神武天皇の時代に、賀茂別雷大神が神山に御降臨し、賀茂祭(葵祭)は、欽明天皇の御代に始まっている。
<皇室の御崇敬は歴代にわたり、行幸啓は枚挙にいとまあらず、国家の重大事には必ず奉幤御祈願があった>、と賀茂別雷神社のパンフレットにある。
数日前、「龍谷ミュージアム」について記した折り、大谷光瑞に触れ、大谷家と皇室の繋がりは深い、と書いたが、賀茂別雷神社と天皇家の関係、それどころじゃない。神代の昔から。

賀茂別雷神社賀茂別雷神社の境内案内図。
手前が一の鳥居。その先に二の鳥居があり、幾つもの社がある。

二の鳥居。
その先には、左から細殿、舞殿、土屋が見える。
細殿は、行幸の際及斎主の御著到殿。舞殿は、勅使の殿舎。土屋は、神主などの著到殿。いずれも、そのようなお社だそうだ。
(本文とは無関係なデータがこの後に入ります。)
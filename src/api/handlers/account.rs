use axum::{extract::State, Extension, Json};
use serde::Serialize;
use std::sync::Arc;

use crate::auth::AuthUser;
use crate::error::AppError;
use crate::store::{Account, RestingOrder};
use crate::AppState;

#[derive(Serialize)]
pub struct MeResponse {
    participant_id: i64,
    name: String,
}

pub async fn me(Extension(user): Extension<AuthUser>) -> Json<MeResponse> {
    Json(MeResponse {
        participant_id: user.participant_id,
        name: user.name,
    })
}

pub async fn balance(
    State(state): State<Arc<AppState>>,
    Extension(user): Extension<AuthUser>,
) -> Result<Json<Account>, AppError> {
    let account = state.store.account(user.participant_id).await?;
    Ok(Json(account))
}

/// Bare array, per spec.md §6: `/orders/active`'s Result column is "caller's
/// resting rows", not an object wrapping them.
pub async fn active_orders(
    State(state): State<Arc<AppState>>,
    Extension(user): Extension<AuthUser>,
) -> Result<Json<Vec<RestingOrder>>, AppError> {
    let orders = state.store.active_orders(user.participant_id).await?;
    Ok(Json(orders))
}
賀茂別雷神社、解かりやすく言えば、このような神社なんです。

細殿の前には、立砂がある。左右一対。
<円錐形の麗しい御神体である神山をかたちどったもので一種の神籬(ひもろぎ)、憑代(よりしろ)である>。さらに、<鬼門、裏鬼門にお砂「清めのお砂」をまくのはこの立砂の信仰が起源である>、とパンフにはある。「清めの塩」は、さらに進化したものだな、おそらく。
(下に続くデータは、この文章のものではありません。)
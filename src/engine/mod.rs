pub mod types;

use std::collections::HashMap;

use crate::error::AppError;
use crate::store::Store;
use types::{Side, SubmitOutcome, TimeInForce};

/// Matches an incoming order against the resting book and settles any
/// resulting trades, all inside a single transaction.
///
/// Grounded directly in `original_source/trading_engine/engine.py::limit_order`:
/// a buy is represented as a positive `amount`, a sell as negative, and the
/// book is scanned at price-then-time priority for the opposite sign. Unlike
/// the original, which keeps the book as a Python-side `sqlite3.Cursor`
/// passed around by the caller, every read and write here goes through
/// `Store`, so no matching state is held outside the transaction.
pub async fn submit(
    store: &Store,
    participant_id: i64,
    side: Side,
    price: i64,
    quantity: i64,
    time_in_force: TimeInForce,
) -> Result<SubmitOutcome, AppError> {
    if price <= 0 {
        return Err(AppError::Validation("price must be positive".into()));
    }
    if quantity <= 0 {
        return Err(AppError::Validation("quantity must be positive".into()));
    }

    let signed_amount = match side {
        Side::Buy => quantity,
        Side::Sell => -quantity,
    };

    let mut tx = store.begin().await?;

    let own_timestamp = Store::insert_order(&mut tx, participant_id, price, signed_amount).await?;

    let matching = match side {
        Side::Buy => Store::fetch_asks_at_or_below(&mut tx, price).await?,
        Side::Sell => Store::fetch_bids_at_or_above(&mut tx, price).await?,
    };

    let mut remaining = signed_amount;
    let mut trades = Vec::new();
    let mut fully_matched = false;

    // Per-participant (balance_delta, stock_delta), accumulated across the
    // whole walk and applied as one UPDATE per affected account per
    // dimension (spec.md §4.2 step 5), instead of one UPDATE per leg.
    let mut deltas: HashMap<i64, (i64, i64)> = HashMap::new();

    for resting in matching {
        let counter_amount = resting.amount;

        // `remaining` and `counter_amount` always carry opposite signs here:
        // the book query only returns orders on the other side.
        if remaining.abs() > counter_amount.abs() {
            let traded_quantity = counter_amount.abs();
            remaining += counter_amount;

            Store::delete_order(&mut tx, resting.logical_timestamp).await?;
            settle_trade(&mut tx, participant_id, &resting, traded_quantity, &side, &mut trades, &mut deltas).await?;
        } else if remaining.abs() == counter_amount.abs() {
            let traded_quantity = counter_amount.abs();
            Store::delete_order(&mut tx, resting.logical_timestamp).await?;
            settle_trade(&mut tx, participant_id, &resting, traded_quantity, &side, &mut trades, &mut deltas).await?;
            Store::delete_order(&mut tx, own_timestamp).await?;
            fully_matched = true;
            break;
        } else {
            // The resting order is bigger than what's left of ours: only
            // `remaining` actually trades, and the resting order's size
            // shrinks by that amount but keeps its side's sign.
            let traded_quantity = remaining.abs();
            let leftover = counter_amount + remaining;
            Store::update_order_amount(&mut tx, resting.logical_timestamp, leftover).await?;
            settle_trade(&mut tx, participant_id, &resting, traded_quantity, &side, &mut trades, &mut deltas).await?;
            Store::delete_order(&mut tx, own_timestamp).await?;
            fully_matched = true;
            break;
        }
    }

    if !fully_matched {
        match time_in_force {
            TimeInForce::Gtc => {
                Store::update_order_amount(&mut tx, own_timestamp, remaining).await?;
            }
            TimeInForce::Ioc => {
                Store::delete_order(&mut tx, own_timestamp).await?;
            }
        }
    }

    for (account_id, (balance_delta, stock_delta)) in deltas {
        Store::apply_balance_delta(&mut tx, account_id, balance_delta, stock_delta).await?;
    }

    tx.commit().await?;

    Ok(SubmitOutcome {
        logical_timestamp: own_timestamp,
        resting: !fully_matched && time_in_force == TimeInForce::Gtc && remaining != 0,
        remaining: if fully_matched { 0 } else { remaining },
        trades,
    })
}

/// Settles one matched leg: accumulates the balance/stock deltas for the
/// incoming participant and the resting counterparty into `deltas` (applied
/// as a single UPDATE per account after the whole walk completes, per
/// spec.md §4.2 step 5), and appends a trade event to the log, priced at
/// the resting order's price (the maker sets the price, as in the
/// original).
async fn settle_trade(
    tx: &mut sqlx::Transaction<'_, sqlx::Sqlite>,
    taker_id: i64,
    resting: &crate::store::RestingOrder,
    traded_quantity: i64,
    taker_side: &Side,
    trades: &mut Vec<types::Fill>,
    deltas: &mut HashMap<i64, (i64, i64)>,
) -> Result<(), AppError> {
    let trade_price = resting.price;
    let cash = traded_quantity * trade_price;

    let (buyer_id, seller_id) = match taker_side {
        Side::Buy => (taker_id, resting.participant_id),
        Side::Sell => (resting.participant_id, taker_id),
    };

    let buyer_entry = deltas.entry(buyer_id).or_insert((0, 0));
    buyer_entry.0 -= cash;
    buyer_entry.1 += traded_quantity;

    let seller_entry = deltas.entry(seller_id).or_insert((0, 0));
    seller_entry.0 += cash;
    seller_entry.1 -= traded_quantity;

    Store::append_trade(tx, buyer_id, seller_id, traded_quantity, trade_price).await?;

    trades.push(types::Fill {
        counterparty_id: resting.participant_id,
        price: trade_price,
        quantity: traded_quantity,
    });

    Ok(())
}

/// Cancels a single resting order. Only the owning participant may cancel
/// it; an unknown or foreign `logical_timestamp` reports the same
/// `Unauthorized` outcome rather than leaking whether the order id exists,
/// which is also what makes cancelling a gone-already order idempotent.
pub async fn cancel(store: &Store, participant_id: i64, logical_timestamp: i64) -> Result<(), AppError> {
    let mut tx = store.begin().await?;
    let removed = Store::delete_order_owned_by(&mut tx, logical_timestamp, participant_id).await?;
    tx.commit().await?;

    if removed {
        Ok(())
    } else {
        Err(AppError::Unauthorized)
    }
}

/// Cancels every resting order belonging to `participant_id`, returning the
/// logical timestamps removed. Idempotent: cancelling an empty book just
/// returns an empty list.
pub async fn cancel_all(store: &Store, participant_id: i64) -> Result<Vec<i64>, AppError> {
    let mut tx = store.begin().await?;
    let removed = Store::delete_all_orders_for(&mut tx, participant_id).await?;
    tx.commit().await?;
    Ok(removed)
}

#[cfg(test)]
mod tests {
    use super::*;

    /// Opens an in-memory store and registers `a` and `b` with the given
    /// starting balances, stock at zero. Returns their participant ids.
    async fn two_accounts(a_balance: i64, b_balance: i64) -> (Store, i64, i64) {
        let store = Store::connect(":memory:").await.unwrap();
        let a = store.signup("a", "unused-hash", a_balance).await.unwrap();
        let b = store.signup("b", "unused-hash", b_balance).await.unwrap();
        (store, a, b)
    }

    #[tokio::test]
    async fn s1_simple_cross() {
        let (store, a, b) = two_accounts(100, 100).await;

        submit(&store, a, Side::Sell, 31, 5, TimeInForce::Gtc).await.unwrap();
        let outcome = submit(&store, b, Side::Buy, 31, 5, TimeInForce::Gtc).await.unwrap();

        assert_eq!(outcome.trades.len(), 1);
        assert_eq!(outcome.remaining, 0);

        let (buy, sell) = store.orderbook_snapshot().await.unwrap();
        assert!(buy.is_empty());
        assert!(sell.is_empty());

        let account_a = store.account(a).await.unwrap();
        let account_b = store.account(b).await.unwrap();
        assert_eq!((account_a.balance, account_a.stock), (255, -5));
        assert_eq!((account_b.balance, account_b.stock), (-55, 5));

        let trades = store.trades(10).await.unwrap();
        assert_eq!(trades.len(), 1);
        assert_eq!(trades[0].event["buyer_id"], b);
        assert_eq!(trades[0].event["seller_id"], a);
        assert_eq!(trades[0].event["amount"], 5);
        assert_eq!(trades[0].event["price"], 31);
    }

    #[tokio::test]
    async fn s2_partial_fill_leaves_gtc_remainder() {
        let (store, a, b) = two_accounts(100, 100).await;

        submit(&store, a, Side::Sell, 31, 5, TimeInForce::Gtc).await.unwrap();
        submit(&store, b, Side::Buy, 31, 3, TimeInForce::Gtc).await.unwrap();

        let (_, sell) = store.orderbook_snapshot().await.unwrap();
        assert_eq!(sell.len(), 1);
        assert_eq!((sell[0].0, sell[0].1), (31, -2));

        let account_a = store.account(a).await.unwrap();
        let account_b = store.account(b).await.unwrap();
        assert_eq!((account_a.balance, account_a.stock), (193, -3));
        assert_eq!((account_b.balance, account_b.stock), (7, 3));
    }

    #[tokio::test]
    async fn s3_ioc_drops_unfilled_remainder() {
        let (store, a, b) = two_accounts(100, 100).await;

        submit(&store, a, Side::Sell, 31, 5, TimeInForce::Gtc).await.unwrap();
        let outcome = submit(&store, b, Side::Buy, 31, 10, TimeInForce::Ioc).await.unwrap();

        assert_eq!(outcome.trades.len(), 1);
        assert_eq!(outcome.trades[0].quantity, 5);

        let (buy, sell) = store.orderbook_snapshot().await.unwrap();
        assert!(buy.is_empty());
        assert!(sell.is_empty());

        let account_a = store.account(a).await.unwrap();
        let account_b = store.account(b).await.unwrap();
        assert_eq!((account_a.balance, account_a.stock), (255, -5));
        assert_eq!((account_b.balance, account_b.stock), (-55, 5));
    }

    #[tokio::test]
    async fn s4_better_price_wins_over_arrival_order() {
        let (store, a, b) = two_accounts(100, 100).await;

        submit(&store, a, Side::Sell, 32, 5, TimeInForce::Gtc).await.unwrap();
        submit(&store, b, Side::Sell, 31, 5, TimeInForce::Gtc).await.unwrap();

        let taker = store.signup("c", "unused-hash", 100).await.unwrap();
        submit(&store, taker, Side::Buy, 32, 5, TimeInForce::Gtc).await.unwrap();

        let orders_a = store.active_orders(a).await.unwrap();
        let orders_b = store.active_orders(b).await.unwrap();
        assert_eq!(orders_a.len(), 1, "A's higher-priced ask should still be resting");
        assert!(orders_b.is_empty(), "B's better-priced ask should have been consumed first");
    }

    #[tokio::test]
    async fn s5_earlier_order_wins_at_equal_price() {
        let (store, a, b) = two_accounts(100, 100).await;

        submit(&store, a, Side::Sell, 31, 5, TimeInForce::Gtc).await.unwrap();
        submit(&store, b, Side::Sell, 31, 5, TimeInForce::Gtc).await.unwrap();

        let taker = store.signup("c", "unused-hash", 100).await.unwrap();
        submit(&store, taker, Side::Buy, 32, 5, TimeInForce::Gtc).await.unwrap();

        assert!(store.active_orders(a).await.unwrap().is_empty(), "A arrived first and should be consumed");
        assert_eq!(store.active_orders(b).await.unwrap().len(), 1, "B should still be resting");
    }

    #[tokio::test]
    async fn logical_clock_is_strictly_increasing() {
        let (store, a, _b) = two_accounts(1000, 1000).await;

        let mut timestamps = Vec::new();
        for price in 1..=5 {
            let outcome = submit(&store, a, Side::Sell, price, 1, TimeInForce::Gtc).await.unwrap();
            timestamps.push(outcome.logical_timestamp);
        }

        let mut sorted = timestamps.clone();
        sorted.sort();
        assert_eq!(timestamps, sorted, "timestamps should already arrive in increasing order");
        assert_eq!(timestamps.len(), timestamps.iter().collect::<std::collections::HashSet<_>>().len());
    }

    #[tokio::test]
    async fn cash_and_inventory_are_conserved_across_a_cross() {
        let (store, a, b) = two_accounts(100, 100).await;

        submit(&store, a, Side::Sell, 31, 5, TimeInForce::Gtc).await.unwrap();
        submit(&store, b, Side::Buy, 31, 5, TimeInForce::Gtc).await.unwrap();

        let account_a = store.account(a).await.unwrap();
        let account_b = store.account(b).await.unwrap();
        assert_eq!(account_a.balance + account_b.balance, 200);
        assert_eq!(account_a.stock + account_b.stock, 0);
    }

    #[tokio::test]
    async fn cancel_of_foreign_order_is_unauthorized_and_idempotent() {
        let (store, a, b) = two_accounts(100, 100).await;
        let outcome = submit(&store, a, Side::Sell, 31, 5, TimeInForce::Gtc).await.unwrap();

        let result = cancel(&store, b, outcome.logical_timestamp).await;
        assert!(matches!(result, Err(AppError::Unauthorized)));

        // state wasn't mutated: the order is still resting for `a`.
        assert_eq!(store.active_orders(a).await.unwrap().len(), 1);

        let result_again = cancel(&store, b, outcome.logical_timestamp).await;
        assert!(matches!(result_again, Err(AppError::Unauthorized)));
    }

    #[tokio::test]
    async fn cancel_of_unknown_order_is_unauthorized() {
        let (store, a, _b) = two_accounts(100, 100).await;
        let result = cancel(&store, a, 999_999).await;
        assert!(matches!(result, Err(AppError::Unauthorized)));
    }

    #[tokio::test]
    async fn book_never_crosses_after_a_submit() {
        let (store, a, b) = two_accounts(100, 100).await;

        // a resting bid at 30 and a non-marketable ask at 31 (31 > 30, so
        // nothing trades) leave both sides resting without crossing.
        submit(&store, a, Side::Buy, 30, 5, TimeInForce::Gtc).await.unwrap();
        submit(&store, b, Side::Sell, 31, 8, TimeInForce::Gtc).await.unwrap();

        let (buy, sell) = store.orderbook_snapshot().await.unwrap();
        assert_eq!(buy.len(), 1);
        assert_eq!(sell.len(), 1);

        let best_bid = buy.iter().map(|level| level.0).max().unwrap();
        let best_ask = sell.iter().map(|level| level.0).min().unwrap();
        assert!(best_bid < best_ask, "resting book must never be crossed");
    }
}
細殿から楼門の方へ歩くと、こんな小さな橋がある。石の橋。樟橋、別名、長寿橋、と書いてあった。

楼門の向こうに、本殿、参拝所が見える。

正面には本殿、その左側には権殿がある。共に国宝。中に入ると写真は撮れない。これは、中門の外から撮った本殿。
料金500円の特別参拝というシステムがある。中門の内側、本殿と権殿の近くまで行くことができるシステム。神職が案内する、という。もちろん、申しこんだ。料金を払うと、直会殿というところへ入った。

ここである。暫らく後で、若い神主が来て、お祓いをし、賀茂別雷神社についての諸々のことごとを説明してくれた。
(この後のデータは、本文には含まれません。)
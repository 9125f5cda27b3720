pub async fn greeting() -> &'static str {
    "Welcome to bluelagoon, the continuous limit order exchange."
}
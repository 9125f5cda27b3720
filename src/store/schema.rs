use sqlx::SqlitePool;

/// Creates the six tables of the data model if they do not already exist.
///
/// Grounded in `original_source/trading_engine/db_utils.py::create_db`: same
/// table names and column set, translated to SQLite DDL idiomatic for
/// `sqlx`.
pub async fn ensure_schema(pool: &SqlitePool) -> Result<(), sqlx::Error> {
    sqlx::query(
        r#"
        CREATE TABLE IF NOT EXISTS exchange (
            participant_id INTEGER NOT NULL,
            price INTEGER NOT NULL,
            amount INTEGER NOT NULL,
            logical_timestamp INTEGER PRIMARY KEY AUTOINCREMENT
        )
        "#,
    )
    .execute(pool)
    .await?;

    sqlx::query(
        r#"
        CREATE TABLE IF NOT EXISTS accounts (
            participant_id INTEGER PRIMARY KEY,
            balance INTEGER NOT NULL DEFAULT 0,
            stock INTEGER NOT NULL DEFAULT 0
        )
        "#,
    )
    .execute(pool)
    .await?;

    sqlx::query(
        r#"
        CREATE TABLE IF NOT EXISTS log (
            event TEXT,
            timestamp TEXT
        )
        "#,
    )
    .execute(pool)
    .await?;

    sqlx::query(
        r#"
        CREATE TABLE IF NOT EXISTS earnings (
            amount INTEGER,
            timestamp TEXT
        )
        "#,
    )
    .execute(pool)
    .await?;

    sqlx::query(
        r#"
        CREATE TABLE IF NOT EXISTS auth (
            participant_id INTEGER PRIMARY KEY AUTOINCREMENT,
            name TEXT UNIQUE NOT NULL,
            hashed_password TEXT NOT NULL
        )
        "#,
    )
    .execute(pool)
    .await?;

    sqlx::query(
        r#"
        CREATE TABLE IF NOT EXISTS ratelimit (
            rowid INTEGER PRIMARY KEY AUTOINCREMENT,
            ip TEXT NOT NULL,
            relative_timestamp REAL NOT NULL
        )
        "#,
    )
    .execute(pool)
    .await?;

    Ok(())
}

/// Drops and recreates every table. Used by the `--reset` bootstrap flag and
/// by tests that want a clean slate without a fresh connection.
pub async fn reset_schema(pool: &SqlitePool) -> Result<(), sqlx::Error> {
    for table in ["exchange", "accounts", "log", "earnings", "auth", "ratelimit"] {
        sqlx::query(&format!("DROP TABLE IF EXISTS {table}"))
            .execute(pool)
            .await?;
    }
    ensure_schema(pool).await
}

/// Seeds two demo accounts for manual smoke testing, mirroring
/// `original_source/trading_engine/db_utils.py::create_mock_db`.
pub async fn seed_demo_accounts(pool: &SqlitePool) -> Result<(), sqlx::Error> {
    // bcrypt hash of "foo123"
    const RIK_HASH: &str = "$2b$12$IPLrdHW7c.Z9i9qzBfzKMud8W9vuRotGEqqs690IPukZkNhPD9YOi";
    // bcrypt hash of "bar123"
    const ADA_HASH: &str = "$2b$12$Nq6wV4XoWJRCUc8efmf0IOzYkFR0Rh.D0y8rKd0e7wV9MW2OQrqaC";

    for (name, hash) in [("rik", RIK_HASH), ("ada", ADA_HASH)] {
        let id: i64 = sqlx::query_scalar(
            "INSERT INTO auth (name, hashed_password) VALUES (?1, ?2) RETURNING participant_id",
        )
        .bind(name)
        .bind(hash)
        .fetch_one(pool)
        .await?;

        sqlx::query("INSERT INTO accounts (participant_id, balance, stock) VALUES (?1, 100, 10)")
            .bind(id)
            .execute(pool)
            .await?;
    }

    sqlx::query("INSERT INTO earnings (amount, timestamp) VALUES (?1, ?2)")
        .bind(10_000_i64)
        .bind(chrono::Utc::now().to_rfc3339())
        .execute(pool)
        .await?;

    Ok(())
}
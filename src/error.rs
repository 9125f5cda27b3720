use axum::{http::StatusCode, response::IntoResponse, response::Response, Json};
use serde::Serialize;

/// Crate-wide error type, mapped to HTTP responses at the boundary.
///
/// Mirrors the error kinds of the design: validation and auth failures are
/// raised before the engine is ever called; `InvariantViolation` and
/// `TransientStore` are the only two outcomes the engine itself may surface.
#[derive(Debug, thiserror::Error)]
pub enum AppError {
    #[error("{0}")]
    Validation(String),

    #[error("invalid username or password")]
    BadCredentials,

    #[error("unauthorized")]
    Unauthorized,

    #[error("{0}")]
    Conflict(String),

    #[error("too many requests")]
    RateLimited { retry_after_secs: f64 },

    #[error("invariant violation: {0}")]
    InvariantViolation(String),

    #[error("store error: {0}")]
    TransientStore(#[from] sqlx::Error),
}

#[derive(Serialize)]
struct ErrorBody {
    error: String,
}

impl IntoResponse for AppError {
    fn into_response(self) -> Response {
        let status = match &self {
            AppError::Validation(_) => StatusCode::UNPROCESSABLE_ENTITY,
            AppError::BadCredentials => StatusCode::BAD_REQUEST,
            AppError::Unauthorized => StatusCode::UNAUTHORIZED,
            AppError::Conflict(_) => StatusCode::BAD_REQUEST,
            AppError::RateLimited { .. } => StatusCode::TOO_MANY_REQUESTS,
            AppError::InvariantViolation(msg) => {
                tracing::error!(violation = %msg, "engine invariant violated, transaction rolled back");
                StatusCode::INTERNAL_SERVER_ERROR
            }
            AppError::TransientStore(err) => {
                tracing::error!(error = %err, "store error, transaction rolled back");
                StatusCode::INTERNAL_SERVER_ERROR
            }
        };

        let mut response = (status, Json(ErrorBody { error: self.to_string() })).into_response();

        if let AppError::RateLimited { retry_after_secs } = self {
            if let Ok(value) = format!("{:.0}", retry_after_secs.ceil()).parse::<axum::http::HeaderValue>() {
                response.headers_mut().insert("Retry-After", value);
            }
        }

        response
    }
}
use serde::Serialize;
use sqlx::FromRow;

/// A row of the `exchange` table: a resting (unmatched) order.
#[derive(Debug, Clone, FromRow, Serialize)]
pub struct RestingOrder {
    pub participant_id: i64,
    pub price: i64,
    pub amount: i64,
    pub logical_timestamp: i64,
}

/// One side of an orderbook snapshot, as the wire format expects it:
/// `[price, amount]` pairs. Serializes as a two-element JSON array, matching
/// the `(price, amount)` tuples the original client-side `api.py` consumes.
#[derive(Debug, Clone, Serialize)]
pub struct OrderbookLevel(pub i64, pub i64);

/// A row of the `accounts` table.
#[derive(Debug, Clone, Copy, FromRow, Serialize)]
pub struct Account {
    pub balance: i64,
    pub stock: i64,
}

/// The append-only event a trade produces in the `log` table.
#[derive(Debug, Clone, Serialize)]
pub struct TradeEvent {
    #[serde(rename = "type")]
    pub kind: &'static str,
    pub buyer_id: i64,
    pub seller_id: i64,
    pub amount: i64,
    pub price: i64,
    pub wall_time: String,
}

impl TradeEvent {
    pub fn new(buyer_id: i64, seller_id: i64, amount: i64, price: i64, wall_time: String) -> Self {
        Self {
            kind: "trade",
            buyer_id,
            seller_id,
            amount,
            price,
            wall_time,
        }
    }
}

/// A row read back out of the `log` table, with its stored event decoded.
#[derive(Debug, Clone, Serialize)]
pub struct LogEntry {
    pub event: serde_json::Value,
    pub timestamp: String,
}
pub mod jwt;
pub mod middleware;
pub mod password;

pub use middleware::AuthUser;

use crate::error::AppError;
use crate::store::Store;

/// Verifies `name`/`password` against the `auth` table and returns the
/// participant id on success. Deliberately returns the same error for an
/// unknown user and a wrong password, as
/// `original_source/auth.py::authenticate_user` does, so a client can't use
/// the error to enumerate usernames.
pub async fn authenticate(store: &Store, name: &str, password: &str) -> Result<i64, AppError> {
    let Some((participant_id, hashed_password)) = store.find_auth_by_name(name).await? else {
        return Err(AppError::BadCredentials);
    };

    if password::verify(password.to_string(), hashed_password).await? {
        Ok(participant_id)
    } else {
        Err(AppError::BadCredentials)
    }
}

/// Registers a new participant with a starting balance, hashing the
/// password first. Surfaces a `Conflict` if the name is already taken.
pub async fn signup(
    store: &Store,
    name: &str,
    password: &str,
    starting_balance: i64,
) -> Result<i64, AppError> {
    if name.trim().is_empty() {
        return Err(AppError::Validation("name must not be empty".into()));
    }
    if password.is_empty() {
        return Err(AppError::Validation("password must not be empty".into()));
    }

    let hashed = password::hash(password.to_string()).await?;

    store
        .signup(name, &hashed, starting_balance)
        .await
        .map_err(|err| match &err {
            sqlx::Error::Database(db_err) if db_err.is_unique_violation() => {
                AppError::Conflict(format!("participant '{name}' already exists"))
            }
            _ => AppError::TransientStore(err),
        })
}

#[cfg(test)]
mod tests {
    use super::*;

    #[tokio::test]
    async fn signup_then_authenticate_round_trips() {
        let store = Store::connect(":memory:").await.unwrap();
        let id = signup(&store, "rik", "hunter2", 100).await.unwrap();

        let authenticated = authenticate(&store, "rik", "hunter2").await.unwrap();
        assert_eq!(authenticated, id);
    }

    #[tokio::test]
    async fn wrong_password_is_rejected() {
        let store = Store::connect(":memory:").await.unwrap();
        signup(&store, "rik", "hunter2", 100).await.unwrap();

        let result = authenticate(&store, "rik", "wrong").await;
        assert!(matches!(result, Err(AppError::BadCredentials)));
    }

    #[tokio::test]
    async fn unknown_user_gets_the_same_error_as_a_wrong_password() {
        let store = Store::connect(":memory:").await.unwrap();
        let result = authenticate(&store, "nobody", "whatever").await;
        assert!(matches!(result, Err(AppError::BadCredentials)));
    }

    #[tokio::test]
    async fn duplicate_signup_is_a_conflict() {
        let store = Store::connect(":memory:").await.unwrap();
        signup(&store, "rik", "hunter2", 100).await.unwrap();

        let result = signup(&store, "rik", "different-password", 100).await;
        assert!(matches!(result, Err(AppError::Conflict(_))));
    }

    #[tokio::test]
    async fn empty_name_is_rejected_before_touching_the_store() {
        let store = Store::connect(":memory:").await.unwrap();
        let result = signup(&store, "   ", "hunter2", 100).await;
        assert!(matches!(result, Err(AppError::Validation(_))));
    }

    #[tokio::test]
    async fn empty_password_is_rejected() {
        let store = Store::connect(":memory:").await.unwrap();
        let result = signup(&store, "rik", "", 100).await;
        assert!(matches!(result, Err(AppError::Validation(_))));
    }
}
特別参拝者が20人ばかりになると、神職の男が来て話を始めた。しかし、私は、早い方だったので、暫らく待っていた。
その間、直会殿の廊下に出て周りを眺めていた。古い桧皮葺の建物もある。ハデな赤い楼門も見えた。

賀茂別雷神社の多くの社、桧皮葺である。その葺き方は、こう。
それはそれとして、実は、賀茂別雷神社、平成27年に第42回目の式年遷宮を迎える。
賀茂別雷神社の式年遷宮、伊勢神宮には少し遠慮をしている。
伊勢神宮の式年遷宮は、20年に一度。しかし、賀茂別雷神社の式年遷宮は、21年に一度、という。皇室との距離が近いとは言え、伊勢神宮と同じとは考えておりません、という意思表示なんだ。この式年遷宮の1年の違いは。

で、桧皮葺の桧皮である。
桧皮奉納のお願、という看板がある。1枚2000円也と書いてある。このような奉納者の名前がある。元国務長官 島村宣伸、服飾評論家 市田ひろみ、俳優 AKB48 大島優子、俳優 豊川悦司、俳優 松平健。彼らが奉納した桧皮は、2000円也のものかどうかは知らないが。

賀茂別雷神社、多くの摂社や末社を持つ。
これは、須波神社という摂社。こういうことが書いてある。
<第42回式年遷宮事業、諸社殿桧皮屋根葺替工事、平成21年度第1期分、重要文化財「須波神社本殿」、平成22年6月末竣功>、と。平成27年が式年遷宮の年であるのだが、数ある社の式年遷宮、何年にも亘って続けられているようだ。